Dylan Ratigan — who earlier this year turned away from a million-dollar MSNBC contract to become a hydroponic greenhouse farmer — seemed like the next candidate to become the face of the "I liked my plan and I lost it" movement on Friday. He tweeted that his $170-a-month catastrophic health insurance plan had been cancelled:
I bought a catastrophic health policy for $170/mo when I left MSNBC. Obamacare cancelled the policy. New rate $600/mo. Thnx Mr. President!— Dylan Ratigan (@DylanRatigan) November 8, 2013
And no, he's not eligible for any subsidies (even if the administration does decide to raise the subsidy cut-off above 400 percent of the poverty line). The left has disowned him as a poor little rich guy crying about pocket change, which the right's glad another cable news liberal woke up and smelled the socialism. But Ratigan's case is a little more complicated than that.

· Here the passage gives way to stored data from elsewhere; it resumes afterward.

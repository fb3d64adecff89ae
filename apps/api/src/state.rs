use std::sync::Arc;

use crate::config::Config;
use crate::llm_client::TextGenerator;
use crate::session::store::SessionStore;

/// Shared application state injected into all route handlers via Axum extractors.
#[derive(Clone)]
pub struct AppState {
    pub sessions: Arc<SessionStore>,
    /// Text-generation collaborator. Default: the HTTP `LlmClient`.
    pub generator: Arc<dyn TextGenerator>,
    pub config: Config,
}
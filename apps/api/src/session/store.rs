use std::collections::HashMap;
use std::sync::Arc;

use tokio::sync::RwLock;
use tracing::info;
use uuid::Uuid;

use crate::auth::CredentialStore;
use crate::session::Session;

/// Live editing sessions. Nothing outlives the process.
#[derive(Default)]
pub struct SessionStore {
    sessions: RwLock<HashMap<Uuid, Arc<Session>>>,
}

impl SessionStore {
    pub fn new() -> Self {
        Self::default()
    }

    /// Starts a session seeded with the default documents and an empty,
    /// signed-out credential store.
    pub async fn create(&self) -> Arc<Session> {
        let session = Arc::new(Session::new(CredentialStore::in_memory()));
        self.sessions
            .write()
            .await
            .insert(session.id, Arc::clone(&session));
        info!("Started editing session {}", session.id);
        session
    }

    pub async fn get(&self, id: Uuid) -> Option<Arc<Session>> {
        self.sessions.read().await.get(&id).cloned()
    }

    /// Ends a session, discarding its documents. Returns `false` if it did not exist.
    pub async fn remove(&self, id: Uuid) -> bool {
        let removed = self.sessions.write().await.remove(&id).is_some();
        if removed {
            info!("Ended editing session {id}");
        }
        removed
    }
}
// Prompt for résumé analysis. The response shape must match `AnalysisResult`
// exactly, since `parse_analysis` accepts nothing else.

use crate::llm_client::prompts::JSON_ONLY_INSTRUCTION;

/// Analysis prompt template. Replace `{resume_text}` and `{json_only}` before sending.
const ANALYSIS_PROMPT_TEMPLATE: &str = r#"Analyze the following resume and provide detailed feedback in JSON format. Score it 0-100.

Resume:
{resume_text}

{json_only} Use this exact structure:
{
  "overallScore": <number 0-100>,
  "strengths": [<list of 3-5 key strengths>],
  "improvements": [<list of 3-5 areas to improve>],
  "keywords": [<list of 5-8 important keywords or skills found>],
  "tips": [<list of 3-4 actionable tips>],
  "summary": "<1-2 sentence summary of the resume quality>"
}"#;

pub fn build_analysis_prompt(resume_text: &str) -> String {
    ANALYSIS_PROMPT_TEMPLATE
        .replace("{json_only}", JSON_ONLY_INSTRUCTION)
        .replace("{resume_text}", resume_text)
}
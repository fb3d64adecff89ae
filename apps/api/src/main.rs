mod analysis;
mod auth;
mod config;
mod editing;
mod errors;
mod llm_client;
mod models;
mod preview;
mod routes;
mod session;
mod state;

use anyhow::Result;
use std::net::SocketAddr;
use std::sync::Arc;
use tower_http::{cors::CorsLayer, trace::TraceLayer};
use tracing::{info, warn};
use tracing_subscriber::{layer::SubscriberExt, util::SubscriberInitExt, EnvFilter};

use crate::config::Config;
use crate::llm_client::LlmClient;
use crate::routes::build_router;
use crate::session::store::SessionStore;
use crate::state::AppState;

#[tokio::main]
async fn main() -> Result<()> {
    let config = Config::from_env()?;

    // Initialize structured logging
    tracing_subscriber::registry()
        .with(EnvFilter::try_from_default_env().unwrap_or_else(|_| {
            EnvFilter::new(format!("{}={}", env!("CARGO_PKG_NAME"), &config.rust_log))
        }))
        .with(tracing_subscriber::fmt::layer())
        .init();

    info!("Starting Jobfolio API v{}", env!("CARGO_PKG_VERSION"));

    // Initialize LLM client
    let llm = LlmClient::new(&config.llm)?;
    if config.llm.api_key.is_none() {
        warn!("LLM_API_KEY is not set; resume analysis will fail until it is configured");
    }
    info!("LLM client initialized (model: {})", config.llm.model);

    let state = AppState {
        sessions: Arc::new(SessionStore::new()),
        generator: Arc::new(llm),
        config: config.clone(),
    };

    let app = build_router(state)
        .layer(TraceLayer::new_for_http())
        .layer(CorsLayer::permissive()); // TODO: restrict allowed origins once the web client has a fixed host

    let addr: SocketAddr = format!("0.0.0.0:{}", config.port).parse()?;
    info!("Listening on {addr}");

    let listener = tokio::net::TcpListener::bind(addr).await?;
    axum::serve(listener, app).await?;

    Ok(())
}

Glad to see Ratigan finally stopped drinking the Obama Kool-Aid.
Ah, no. While he was on the left-leaning MSNBC, Ratigan has been critical of the Affordable Care Act from the beginning. Here he is in December 2009, yelling at Democratic Rep. Debbie Wasserman Schultz, asking why health insurance companies saw their stock prices increase the closer the law was to passing. (She never got to answer.) Today, the gist of Ratigan's argument is that Obamacare doesn't break up insurance monopolies or restructure the health insurance industry. It just sets a standard for health care plans that he doesn't agree with:
I have been a long time advocate of catastrophic with a transparent mkt for routine. Struck me as interesting that that is illegal now.— Dylan Ratigan (@DylanRatigan) November 8, 2013
Interesting discussion...many seem to think paying a high deductible in exchange for low cost catastrophic should be outlawed? I disagree.— Dylan Ratigan (@DylanRatigan) November 8, 2013
Exactly. He liked his plan and now he has to pay an extra $5,160 a year for insurance he doesn't want!